Alexis TsiprasGreece’s outgoing Prime Minister Alexis Tsipras is likely to strike an alliance with the opposition and other political parties forming a new coalition government, after the September 20 vote, experts claim.

University of Athens political scientist Theodore Couloumbis commented on Tsipras’ decision to get rid off the dissenters of his radical left Syriza party and call the election last week, saying: “The most likely outcome is a coalition government with two, three or four parties taking part.”

Tsipras is aiming to win the majority in Greek parliament during the national election willing to strengthen his mandate regarding the implementation of the terms of the new 86 billion euros bailout deal between Greece and its international creditors.
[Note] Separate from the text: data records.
use fairgap_types::{Candle, Fvg, FvgKind, FvgOrigin, RuleSet};

use crate::series::CandleSeries;

/// Scans a series for three-bar and single-bar-gap imbalances.
///
/// The rule set is fixed at construction. Detection is a pure function of the
/// series: it never mutates input and never consults later bars beyond `R`.
#[derive(Debug, Clone, Copy, PartialEq, Eq, Default)]
pub struct FvgDetector {
    rules: RuleSet,
}

impl FvgDetector {
    /// Detector for `rules`.
    #[must_use]
    pub const fn new(rules: RuleSet) -> Self {
        Self { rules }
    }

    /// Active rules.
    #[must_use]
    pub const fn rules(&self) -> RuleSet {
        self.rules
    }

    /// Every raw detection in `series`, in bar order. Fewer than three bars
    /// yield an empty list.
    ///
    /// For each triple `L = i - 1`, `C = i`, `R = i + 1`:
    /// - bull three-bar: `L.high < R.low`, range `[L.high, R.low]`
    /// - bear three-bar: `L.low > R.high`, range `[R.high, L.low]`
    /// - bull gap: `C.open > L.high` and `C` closes up, range `[L.high, C.open]`
    /// - bear gap: `C.open < L.low` and `C` closes down, range `[C.open, L.low]`
    ///
    /// With directional continuity required, triples whose `L` and `C` differ
    /// in body color are skipped entirely.
    #[cfg_attr(
        feature = "tracing",
        tracing::instrument(
            name = "fairgap_core::fvg::detect",
            skip(self, series),
            fields(bars = series.len(), granularity = %series.granularity()),
        )
    )]
    #[must_use]
    pub fn detect(&self, series: &CandleSeries) -> Vec<Fvg> {
        let bars = series.as_slice();
        let mut out = Vec::new();
        for (left, w) in bars.windows(3).enumerate() {
            self.scan_triple(left, &w[0], &w[1], &w[2], &mut out);
        }
        #[cfg(feature = "tracing")]
        tracing::debug!(raw = out.len(), "fvg scan complete");
        out
    }

    fn scan_triple(&self, left: usize, l: &Candle, c: &Candle, r: &Candle, out: &mut Vec<Fvg>) {
        if self.rules.require_directional_continuity && l.color() != c.color() {
            return;
        }
        let (center, right) = (left + 1, left + 2);

        let three = if l.high < r.low {
            Some((FvgKind::Bull, l.high, r.low))
        } else if l.low > r.high {
            Some((FvgKind::Bear, r.high, l.low))
        } else {
            None
        };
        if let Some((kind, a, b)) = three {
            out.extend(Fvg::new(
                kind,
                FvgOrigin::ThreeBar,
                a,
                b,
                left,
                right,
                l.ts,
                r.ts,
            ));
        }

        if !self.rules.single_bar_gaps {
            return;
        }
        if c.open > l.high && c.close > c.open {
            out.extend(Fvg::new(
                FvgKind::Bull,
                FvgOrigin::SingleBarGap,
                l.high,
                c.open,
                left,
                center,
                l.ts,
                c.ts,
            ));
        }
        if c.open < l.low && c.close < c.open {
            out.extend(Fvg::new(
                FvgKind::Bear,
                FvgOrigin::SingleBarGap,
                c.open,
                l.low,
                left,
                center,
                l.ts,
                c.ts,
            ));
        }
    }
}
use chrono::{DateTime, Utc};
use fairgap_types::{Candle, FairGapError, Granularity};
use rust_decimal::Decimal;

use crate::series::CandleSeries;

const DAY: i64 = 86_400;

/// Aggregate `series` into `target` buckets aligned on UTC multiples of the
/// target interval (UTC midnight for daily bars).
///
/// Each bucket takes the first open, the highest high, the lowest low, the
/// last close and the summed volume. Only present bars are aggregated; empty
/// buckets produce no bar, so gaps survive resampling.
///
/// # Errors
/// Returns `InvalidArg` if `target` is finer than the series granularity.
#[cfg_attr(
    feature = "tracing",
    tracing::instrument(
        name = "fairgap_core::timeseries::resample",
        skip(series),
        fields(from = %series.granularity(), to = %target, bars = series.len()),
        err,
    )
)]
pub fn resample(series: &CandleSeries, target: Granularity) -> Result<CandleSeries, FairGapError> {
    let source = series.granularity();
    if target < source {
        return Err(FairGapError::invalid_arg(format!(
            "cannot resample {source} down to finer {target}"
        )));
    }
    if target == source {
        return Ok(series.clone());
    }
    let step = target.seconds();
    let candles = resample_by(series.as_slice(), |ts| {
        let secs = ts.timestamp();
        let bucket = if target.is_daily() {
            secs.div_euclid(DAY) * DAY
        } else {
            secs - secs.rem_euclid(step)
        };
        DateTime::from_timestamp(bucket, 0)
    });
    Ok(CandleSeries::new(target, candles))
}

/// Group time-ordered candles by a bucket function and aggregate OHLCV within
/// each bucket. Candles whose bucket cannot be represented are skipped.
fn resample_by<F>(candles: &[Candle], bucket_of: F) -> Vec<Candle>
where
    F: Fn(DateTime<Utc>) -> Option<DateTime<Utc>>,
{
    let mut out: Vec<Candle> = Vec::new();
    let mut iter = candles.iter().filter_map(|c| bucket_of(c.ts).map(|b| (b, c)));
    let Some((first_bucket, first)) = iter.next() else {
        return out;
    };

    let mut agg = BucketAgg::start(first_bucket, first);
    for (bucket, c) in iter {
        if bucket == agg.bucket {
            agg.absorb(c);
        } else {
            out.push(agg.finish());
            agg = BucketAgg::start(bucket, c);
        }
    }
    out.push(agg.finish());
    out
}

struct BucketAgg {
    bucket: DateTime<Utc>,
    open: Decimal,
    high: Decimal,
    low: Decimal,
    close: Decimal,
    vol_sum: Option<u128>,
}

impl BucketAgg {
    fn start(bucket: DateTime<Utc>, c: &Candle) -> Self {
        Self {
            bucket,
            open: c.open,
            high: c.high,
            low: c.low,
            close: c.close,
            vol_sum: c.volume.map(u128::from),
        }
    }

    fn absorb(&mut self, c: &Candle) {
        self.high = self.high.max(c.high);
        self.low = self.low.min(c.low);
        self.close = c.close;
        if let Some(v) = c.volume {
            self.vol_sum = Some(self.vol_sum.unwrap_or(0) + u128::from(v));
        }
    }

    fn finish(self) -> Candle {
        Candle {
            ts: self.bucket,
            open: self.open,
            high: self.high,
            low: self.low,
            close: self.close,
            volume: self
                .vol_sum
                .and_then(|v| u64::try_from(v.min(u128::from(u64::MAX))).ok()),
        }
    }
}
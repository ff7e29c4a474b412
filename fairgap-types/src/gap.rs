//! Continuity findings between consecutive bars.

use chrono::{DateTime, TimeDelta, Utc};
use serde::{Deserialize, Serialize};

use crate::calendar::ClosureReason;

/// Classification of an abnormal step between two consecutive bars.
#[derive(Debug, Clone, Copy, PartialEq, Eq, Hash, Serialize, Deserialize)]
pub enum GapKind {
    /// Expected non-trading interval; not counted as missing data.
    TradingClosure(ClosureReason),
    /// In-session bars are absent.
    DataMissing,
    /// Two bars share one timestamp.
    DuplicateTimestamp,
}

/// One continuity finding between bar `start_index` and bar `end_index`.
#[derive(Debug, Clone, PartialEq, Eq, Hash, Serialize, Deserialize)]
pub struct Gap {
    /// Open time of the bar before the gap.
    pub start: DateTime<Utc>,
    /// Open time of the bar after the gap.
    pub end: DateTime<Utc>,
    /// Index of the bar before the gap.
    pub start_index: usize,
    /// Index of the bar after the gap.
    pub end_index: usize,
    /// In-session bars expected between the two bars but absent. Always zero
    /// for closures and duplicates.
    pub missing_bars: u64,
    /// Classification.
    pub kind: GapKind,
}

impl Gap {
    /// Wall-clock span between the two bars.
    #[must_use]
    pub fn duration(&self) -> TimeDelta {
        self.end - self.start
    }

    /// Short reason label.
    #[must_use]
    pub fn reason(&self) -> String {
        match self.kind {
            GapKind::TradingClosure(r) => r.to_string(),
            GapKind::DataMissing => "data missing".to_string(),
            GapKind::DuplicateTimestamp => "duplicate timestamp".to_string(),
        }
    }
}
//! fairgap-core
//!
//! Analysis engines over in-memory candle series.
//!
//! - `series`: validated, time-ordered bars for one granularity.
//! - `calendar`: the exchange holiday and session oracle.
//! - `fvg`: fair value gap detection and lifecycle tracking.
//! - `continuity`: calendar-aware gap auditing under four scan strategies.
//! - `timeseries`: interval inference and resampling.
//!
//! Concurrency
//! -----------
//! `CandleSeries` and `TradingCalendar` are immutable once built, so both can
//! be shared across threads without locking. The only parallel code path is
//! the partitioned continuity scan, which runs on `rayon`: workers read the
//! shared series and calendar, write disjoint result buffers, and the caller
//! merges them after a join.
//!
#![warn(missing_docs)]

/// Trading calendar: holidays, early closes and the weekly session template.
pub mod calendar;
/// Continuity analyzer and its scan strategies.
pub mod continuity;
/// Fair value gap detector and lifecycle tracker.
pub mod fvg;
/// Validated candle series.
pub mod series;
/// Time-series utilities for interval inference and resampling.
pub mod timeseries;

pub use calendar::{GapVerdict, TradingCalendar};
pub use continuity::ContinuityAnalyzer;
pub use fvg::{FvgDetector, FvgLifecycleTracker};
pub use series::CandleSeries;
pub use timeseries::infer::{estimate_step_seconds, infer_granularity};
pub use timeseries::resample::resample;

pub use fairgap_types::*;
In order to do so, he may be forced to turn to the center-left “To Potami” or the socialist “PASOK,” or even the center-right “New Democracy.” However, Alexis Tsipras has already revealed that if cooperating with these parties is the only option, he would rather lead his left-wing party within the new coalition government than fulfilling a Prime Minister’s duties.
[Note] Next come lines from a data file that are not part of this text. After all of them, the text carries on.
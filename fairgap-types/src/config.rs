//! Configuration types for detection, continuity scans, the calendar and caching.

use std::time::Duration;

use chrono::NaiveTime;
use chrono_tz::Tz;
use serde::{Deserialize, Serialize};

use crate::error::FairGapError;

/// Which fair value gap detection rules are active.
///
/// Selected once per detector; never branched per call.
#[derive(Debug, Clone, Copy, PartialEq, Eq, Hash, Serialize, Deserialize)]
pub struct RuleSet {
    /// Also detect single-bar opening gaps, not only three-bar wick gaps.
    pub single_bar_gaps: bool,
    /// Require `L` and `C` to share body color.
    pub require_directional_continuity: bool,
}

impl RuleSet {
    /// Three-bar wick gaps only.
    pub const THREE_BAR_ONLY: Self = Self {
        single_bar_gaps: false,
        require_directional_continuity: false,
    };
    /// Three-bar wick gaps plus single-bar opening gaps.
    pub const THREE_BAR_AND_GAP: Self = Self {
        single_bar_gaps: true,
        require_directional_continuity: false,
    };
    /// Both rules, and `L`/`C` must share body color.
    pub const DIRECTIONAL: Self = Self {
        single_bar_gaps: true,
        require_directional_continuity: true,
    };
}

impl Default for RuleSet {
    fn default() -> Self {
        Self::THREE_BAR_AND_GAP
    }
}

/// How later bars are judged to fill a gap.
#[derive(Debug, Clone, Copy, PartialEq, Eq, Default, Serialize, Deserialize)]
pub enum FillMode {
    /// One bar body must cover the whole range.
    #[default]
    Single,
    /// Bodies of successive bars may cover the range piecewise.
    Accumulating,
}

/// Options for fair value gap detection and lifecycle tracking.
#[derive(Debug, Clone, Copy, PartialEq, Serialize, Deserialize)]
#[serde(default)]
pub struct FvgConfig {
    /// Bars after `left_index` before an unfilled gap expires.
    pub max_age_bars: usize,
    /// Intersection-over-union at or above which two same-kind gaps merge.
    pub overlap_threshold: f64,
    /// Active detection rules.
    pub rules: RuleSet,
    /// Fill judgement.
    pub fill_mode: FillMode,
}

impl FvgConfig {
    /// Default age window in bars.
    pub const DEFAULT_MAX_AGE_BARS: usize = 40;
    /// Default merge threshold.
    pub const DEFAULT_OVERLAP_THRESHOLD: f64 = 0.75;
    /// Smallest age window: a three-bar gap forms two bars after its left bar.
    pub const MIN_MAX_AGE_BARS: usize = 2;

    /// Check option ranges.
    ///
    /// # Errors
    /// Returns `InvalidArg` if `max_age_bars` is below
    /// [`Self::MIN_MAX_AGE_BARS`] or `overlap_threshold` is not within
    /// `(0, 1]`.
    pub fn validate(&self) -> Result<(), FairGapError> {
        if self.max_age_bars < Self::MIN_MAX_AGE_BARS {
            return Err(FairGapError::invalid_arg(format!(
                "max_age_bars must be at least {}, got {}",
                Self::MIN_MAX_AGE_BARS,
                self.max_age_bars
            )));
        }
        if !(self.overlap_threshold > 0.0 && self.overlap_threshold <= 1.0) {
            return Err(FairGapError::invalid_arg(format!(
                "overlap_threshold must be in (0, 1], got {}",
                self.overlap_threshold
            )));
        }
        Ok(())
    }
}

impl Default for FvgConfig {
    fn default() -> Self {
        Self {
            max_age_bars: Self::DEFAULT_MAX_AGE_BARS,
            overlap_threshold: Self::DEFAULT_OVERLAP_THRESHOLD,
            rules: RuleSet::default(),
            fill_mode: FillMode::default(),
        }
    }
}

/// Control flow used by the continuity scan. All strategies yield identical
/// reports; they differ only in cost profile.
#[derive(Debug, Clone, Copy, PartialEq, Eq, Hash, Default, Serialize, Deserialize)]
pub enum ScanStrategy {
    /// Bar-by-bar pass, consulting the calendar for every anomaly.
    Naive,
    /// Segment into continuous sessions first; only segment boundaries need
    /// the calendar.
    ClosureSkipping,
    /// Compute every delta up front, then classify only anomalies.
    #[default]
    Batch,
    /// Scan contiguous chunks on a worker pool, then classify chunk seams.
    Partitioned,
}

impl ScanStrategy {
    /// Every strategy, for equivalence checks.
    pub const ALL: [Self; 4] = [
        Self::Naive,
        Self::ClosureSkipping,
        Self::Batch,
        Self::Partitioned,
    ];

    /// Pick a strategy from the series size. Below 10k bars closure skipping
    /// wins; up to 100k bars, or for any high-frequency intraday series, the
    /// batch pass; beyond that the partitioned scan.
    #[must_use]
    pub const fn for_size(bars: usize, intraday_high_freq: bool) -> Self {
        if bars < 10_000 {
            Self::ClosureSkipping
        } else if bars < 100_000 || intraday_high_freq {
            Self::Batch
        } else {
            Self::Partitioned
        }
    }
}

/// Options for the continuity scan.
#[derive(Debug, Clone, Copy, PartialEq, Eq, Serialize, Deserialize)]
#[serde(default)]
pub struct ContinuityConfig {
    /// Control flow to use.
    pub strategy: ScanStrategy,
    /// Worker threads for [`ScanStrategy::Partitioned`]; `None` uses the
    /// shared global pool.
    pub workers: Option<usize>,
    /// Bars per chunk for [`ScanStrategy::Partitioned`].
    pub chunk_size: usize,
}

impl ContinuityConfig {
    /// Default bars per partition.
    pub const DEFAULT_CHUNK_SIZE: usize = 1000;

    /// Check option ranges.
    ///
    /// # Errors
    /// Returns `InvalidArg` for a zero chunk size or zero workers.
    pub fn validate(&self) -> Result<(), FairGapError> {
        if self.chunk_size == 0 {
            return Err(FairGapError::invalid_arg("chunk_size must be positive"));
        }
        if self.workers == Some(0) {
            return Err(FairGapError::invalid_arg("workers must be positive"));
        }
        Ok(())
    }
}

impl Default for ContinuityConfig {
    fn default() -> Self {
        Self {
            strategy: ScanStrategy::default(),
            workers: None,
            chunk_size: Self::DEFAULT_CHUNK_SIZE,
        }
    }
}

/// Trading calendar parameters.
///
/// The defaults describe a Sunday-evening to Friday-afternoon futures week in
/// New York time with a one-hour daily break.
#[derive(Debug, Clone, Copy, PartialEq, Eq, Serialize, Deserialize)]
#[serde(default)]
pub struct CalendarConfig {
    /// First year the holiday table covers.
    pub first_year: i32,
    /// Last year the holiday table covers.
    pub last_year: i32,
    /// Exchange time zone.
    pub timezone: Tz,
    /// Daily close, exchange-local.
    pub daily_close: NaiveTime,
    /// Daily reopen, exchange-local.
    pub daily_open: NaiveTime,
    /// Close on early-close days, exchange-local.
    pub early_close: NaiveTime,
}

impl CalendarConfig {
    /// Check option ranges.
    ///
    /// # Errors
    /// Returns `InvalidArg` if the year range is inverted or the session
    /// times are not ordered `early_close <= daily_close <= daily_open`.
    pub fn validate(&self) -> Result<(), FairGapError> {
        if self.first_year > self.last_year {
            return Err(FairGapError::invalid_arg(format!(
                "calendar year range inverted: {}..={}",
                self.first_year, self.last_year
            )));
        }
        if !(self.early_close <= self.daily_close && self.daily_close <= self.daily_open) {
            return Err(FairGapError::invalid_arg(
                "session times must satisfy early_close <= daily_close <= daily_open",
            ));
        }
        Ok(())
    }
}

impl Default for CalendarConfig {
    fn default() -> Self {
        Self {
            first_year: 2000,
            last_year: 2100,
            timezone: chrono_tz::America::New_York,
            daily_close: NaiveTime::from_hms_opt(17, 0, 0).unwrap_or(NaiveTime::MIN),
            daily_open: NaiveTime::from_hms_opt(18, 0, 0).unwrap_or(NaiveTime::MIN),
            early_close: NaiveTime::from_hms_opt(13, 0, 0).unwrap_or(NaiveTime::MIN),
        }
    }
}

/// Bounds for the report cache service.
#[derive(Debug, Clone, Copy, PartialEq, Eq, Serialize, Deserialize)]
#[serde(default)]
pub struct CacheConfig {
    /// Maximum number of cached reports per report type.
    pub max_entries: u64,
    /// Optional time-to-live per entry.
    pub ttl: Option<Duration>,
}

impl Default for CacheConfig {
    fn default() -> Self {
        Self {
            max_entries: 256,
            ttl: None,
        }
    }
}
  1. My guess is Greece will end up with a ND-SYRIZA coalition government with SYRIZA as junior partner as Alexis Tsipras openly stated as reported by this article that he would serve in such a coalition, but not as leader of such a coalition. Most likely combination is a ND-SYRIZA-PASOK coalition government that will slavishly follow directives from the Troika, but would not be able to stave off Grexit, which will occur by late 2016. What such a coalition would achieve though, is to put the final nail into the coffin of ND, SYRIZA(PASOK 2.0) and PASOK, with Greece’s political landscape dominated by XA, Centre Union and PU by end of 2016, early 2017.
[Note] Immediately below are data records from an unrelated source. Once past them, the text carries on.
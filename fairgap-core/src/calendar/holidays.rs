//! Holiday rules: fixed dates rolled off weekends, nth-weekday floaters and
//! Good Friday from the Gregorian Easter computus.

use chrono::{Datelike, Days, NaiveDate, Weekday};
use fairgap_types::Holiday;

/// Easter Sunday for `year` (anonymous Gregorian algorithm).
#[must_use]
pub fn easter_sunday(year: i32) -> Option<NaiveDate> {
    let a = year.rem_euclid(19);
    let b = year.div_euclid(100);
    let c = year.rem_euclid(100);
    let d = b / 4;
    let e = b % 4;
    let f = (b + 8) / 25;
    let g = (b - f + 1) / 3;
    let h = (19 * a + b - d - g + 15) % 30;
    let i = c / 4;
    let k = c % 4;
    let l = (32 + 2 * e + 2 * i - h - k) % 7;
    let m = (a + 11 * h + 22 * l) / 451;
    let month = (h + l - 7 * m + 114) / 31;
    let day = (h + l - 7 * m + 114) % 31 + 1;
    NaiveDate::from_ymd_opt(year, u32::try_from(month).ok()?, u32::try_from(day).ok()?)
}

/// The `n`th (1-based) `weekday` of `month`.
#[must_use]
pub fn nth_weekday(year: i32, month: u32, weekday: Weekday, n: u8) -> Option<NaiveDate> {
    NaiveDate::from_weekday_of_month_opt(year, month, weekday, n)
}

/// The last `weekday` of `month`.
#[must_use]
pub fn last_weekday(year: i32, month: u32, weekday: Weekday) -> Option<NaiveDate> {
    let next_month = if month == 12 {
        NaiveDate::from_ymd_opt(year + 1, 1, 1)?
    } else {
        NaiveDate::from_ymd_opt(year, month + 1, 1)?
    };
    let last = next_month.pred_opt()?;
    let back = (7 + last.weekday().num_days_from_monday() - weekday.num_days_from_monday()) % 7;
    last.checked_sub_days(Days::new(u64::from(back)))
}

/// Roll a fixed-date holiday forward to the following Monday when it falls on
/// a weekend.
#[must_use]
pub fn observed(date: NaiveDate) -> Option<NaiveDate> {
    match date.weekday() {
        Weekday::Sat => date.checked_add_days(Days::new(2)),
        Weekday::Sun => date.checked_add_days(Days::new(1)),
        _ => Some(date),
    }
}

/// Every full-day holiday observed in `year`.
#[must_use]
pub fn holidays_in_year(year: i32) -> Vec<(NaiveDate, Holiday)> {
    let fixed = |month, day| NaiveDate::from_ymd_opt(year, month, day).and_then(observed);
    let candidates = [
        (fixed(1, 1), Holiday::NewYear),
        (
            nth_weekday(year, 1, Weekday::Mon, 3),
            Holiday::MartinLutherKing,
        ),
        (nth_weekday(year, 2, Weekday::Mon, 3), Holiday::Presidents),
        (
            easter_sunday(year).and_then(|e| e.checked_sub_days(Days::new(2))),
            Holiday::GoodFriday,
        ),
        (last_weekday(year, 5, Weekday::Mon), Holiday::Memorial),
        (fixed(7, 4), Holiday::Independence),
        (nth_weekday(year, 9, Weekday::Mon, 1), Holiday::Labor),
        (nth_weekday(year, 11, Weekday::Thu, 4), Holiday::Thanksgiving),
        (fixed(12, 25), Holiday::Christmas),
    ];
    candidates
        .into_iter()
        .filter_map(|(date, h)| date.map(|d| (d, h)))
        .collect()
}

/// Shortened sessions in `year`: the day after Thanksgiving, Christmas Eve and
/// New Year's Eve, when they fall on a weekday that is not itself a holiday.
#[must_use]
pub fn early_closes_in_year(year: i32, holidays: &[(NaiveDate, Holiday)]) -> Vec<NaiveDate> {
    let black_friday = nth_weekday(year, 11, Weekday::Thu, 4)
        .and_then(|t| t.checked_add_days(Days::new(1)));
    [
        black_friday,
        NaiveDate::from_ymd_opt(year, 12, 24),
        NaiveDate::from_ymd_opt(year, 12, 31),
    ]
    .into_iter()
    .flatten()
    .filter(|d| !matches!(d.weekday(), Weekday::Sat | Weekday::Sun))
    .filter(|d| !holidays.iter().any(|(h, _)| h == d))
    .collect()
}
  2. Very dubious political assignments to Greek political parties in this article. Pasok stopped being socialist in about 1983, and is currently about as left as a right hand turn sign. To Potami is arguably more centre than anything else (although many claim that it is no more than a puppet of right wing forces).

  3. Tsipras is a joke, and anyone who votes for him is also a joke. What exactly are his policies? Say one thing and do the opposite? Handing over Greece to illegal immigrants? Passing a memorandum demanding €50 billion in state assets whilst he openly speaks against it?

    Ultimately, why would he want to run as prime minister again if he is truly against passing the memorandum which he will have to implement if he becomes prime minister?